Risa de dioses

Sentio, ergo sum es una traducción para los japoneses menos inadecuada del famoso axioma cartesiano cogito ergo sum que la de “pienso, luego existo”. Hasta podría ser la frase que hubiera pronunciado un japonés en el caso improbable de que se le ocurriera buscar una prueba de su existencia.

Es menos inadecuada por dos razones. En japonés el verbo “pensar” se traduce como omou y se representa con el sinograma de 思, uno de cuyos radicales, el de abajo, designa el corazón, es decir, 心

Ahora bien, “corazón” en japonés, que se dice kokoro, no solo representa la capacidad de ser afectado emocionalmente, sino también el elemento cognitivo informante. Es la segunda razón. ¿Piensan entonces los japoneses con el corazón o desde el corazón? ¿Y de qué corazón hablamos? (El pensador Pascal se hizo un poco japonés cuando dijo aquello de que “el corazón tiene sus razones que la razón no conoce”.)

Esta inadecuación traductológica que acabo de comentar ilustra la colosal dificultad de verter un lenguaje filosófico de japonés a las lenguas occidentales. Por eso, ha sido una empresa maravillosa la aparición del libro La filosofía japonesa en sus textos (¡1300 páginas!) que, junto al ingeniero de la idea, el profesor James Heisig, y la profesora Kayoko Takagi, que también colaboró como traductora, tuve el honor de presentar en Casa Asia-Madrid el pasado 30 de noviembre.

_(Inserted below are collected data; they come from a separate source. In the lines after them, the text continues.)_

/// Read until the first text or binary frame; control frames are skipped.
async fn first_data_message<S>(stream: &mut SplitStream<WebSocketStream<S>>) -> Option<Bytes>
where
    S: AsyncRead + AsyncWrite + Unpin,
{
    while let Some(next) = stream.next().await {
        match next {
            Ok(Message::Text(text)) => return Some(Bytes::from(text.to_string())),
            Ok(Message::Binary(data)) => return Some(data),
            Ok(Message::Close(_)) | Err(_) => return None,
            Ok(_) => {}
        }
    }
    None
}
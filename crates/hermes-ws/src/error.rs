//! Error types for the WebSocket event layer.

use thiserror::Error;

/// Convenience alias used throughout the crate.
pub type WsResult<T> = std::result::Result<T, WsError>;

/// Errors surfaced by upgrades, sockets and routes.
#[derive(Debug, Error)]
pub enum WsError {
    /// The HTTP request is not a valid WebSocket upgrade request.
    #[error("not a websocket request: {reason}")]
    NotWebSocketRequest {
        /// Which part of the request failed validation.
        reason: String,
    },

    /// The connection is closed and can no longer carry messages.
    #[error("connection closed: {reason}")]
    ConnectionClosed {
        /// Close code, when the peer supplied one.
        code: Option<u16>,
        /// Human-readable close reason.
        reason: String,
    },

    /// Encoding an outbound payload failed.
    #[error("failed to encode payload: {0}")]
    Encode(#[from] hermes_wire::WireError),

    /// An inbound payload failed validation.
    #[error(transparent)]
    Validation(#[from] crate::validate::ValidationError),

    /// Underlying protocol error from the WebSocket implementation.
    #[error("websocket protocol error: {0}")]
    Protocol(#[from] tungstenite::Error),

    /// I/O error on the underlying stream.
    #[error("i/o error: {0}")]
    Io(#[from] std::io::Error),
}

impl WsError {
    /// Build a [`WsError::NotWebSocketRequest`].
    pub fn not_websocket(reason: impl Into<String>) -> Self {
        Self::NotWebSocketRequest {
            reason: reason.into(),
        }
    }

    /// Build a [`WsError::ConnectionClosed`].
    pub fn connection_closed(code: Option<u16>, reason: impl Into<String>) -> Self {
        Self::ConnectionClosed {
            code,
            reason: reason.into(),
        }
    }
}

/// Standard WebSocket close codes (RFC 6455 section 7.4.1).
#[derive(Debug, Clone, Copy, PartialEq, Eq)]
#[repr(u16)]
pub enum CloseCode {
    /// 1000: normal closure.
    Normal = 1000,
    /// 1001: endpoint going away.
    GoingAway = 1001,
    /// 1002: protocol error.
    ProtocolError = 1002,
    /// 1003: unsupported data type.
    Unsupported = 1003,
    /// 1005: no status code present (never sent on the wire).
    NoStatus = 1005,
    /// 1006: connection dropped without a close frame.
    Abnormal = 1006,
    /// 1007: payload inconsistent with message type.
    InvalidPayload = 1007,
    /// 1008: message violates endpoint policy.
    PolicyViolation = 1008,
    /// 1009: message too large to process.
    TooLarge = 1009,
    /// 1011: server encountered an unexpected condition.
    InternalError = 1011,
}

impl CloseCode {
    /// Numeric value carried in the close frame.
    #[must_use]
    pub const fn as_u16(self) -> u16 {
        self as u16
    }

    /// Map a raw close code to a known variant, if any.
    #[must_use]
    pub const fn from_u16(code: u16) -> Option<Self> {
        match code {
            1000 => Some(Self::Normal),
            1001 => Some(Self::GoingAway),
            1002 => Some(Self::ProtocolError),
            1003 => Some(Self::Unsupported),
            1005 => Some(Self::NoStatus),
            1006 => Some(Self::Abnormal),
            1007 => Some(Self::InvalidPayload),
            1008 => Some(Self::PolicyViolation),
            1009 => Some(Self::TooLarge),
            1011 => Some(Self::InternalError),
            _ => None,
        }
    }
}

impl std::fmt::Display for CloseCode {
    fn fmt(&self, f: &mut std::fmt::Formatter<'_>) -> std::fmt::Result {
        write!(f, "{}", self.as_u16())
    }
}

#[cfg(test)]
mod tests {
    use super::*;

    #[test]
    fn close_code_round_trip() {
        assert_eq!(CloseCode::Normal.as_u16(), 1000);
        assert_eq!(CloseCode::from_u16(1006), Some(CloseCode::Abnormal));
        assert_eq!(CloseCode::from_u16(4000), None);
    }

    #[test]
    fn error_display() {
        let err = WsError::not_websocket("missing Upgrade header");
        assert_eq!(
            err.to_string(),
            "not a websocket request: missing Upgrade header"
        );
        let err = WsError::connection_closed(Some(1000), "bye");
        assert_eq!(err.to_string(), "connection closed: bye");
    }
}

Durante mi breve intervención de ese día, en calidad de coordinador de la sección de Estética de dicho libro, se me ocurrió una metáfora que, me parece, ilustra bien el papel de la estética en la llamada “filosofía japonés”: es la luz solar en un día nublado. No se ve su fuente (el sol), ni se especula sobre ella (sobre la estética) con conceptualizaciones epistemológicas, en el largo día de la historia del pensamiento japonés, pero las cosas se perciben gracias a su luz. Y se ven con tal riqueza de matices, tonos y claroscuros, que hace innecesario decir frases como “siento, luego existo”. Porque la existencia humana, nos enseña el sintoísmo, es o era solo una parte de las cosas para la sensibilidad japonesa. La otra parte, es la voz del poeta, de la rana o del viento.

Este kokoro / ¿es corazón o es mente? / Risa de dioses.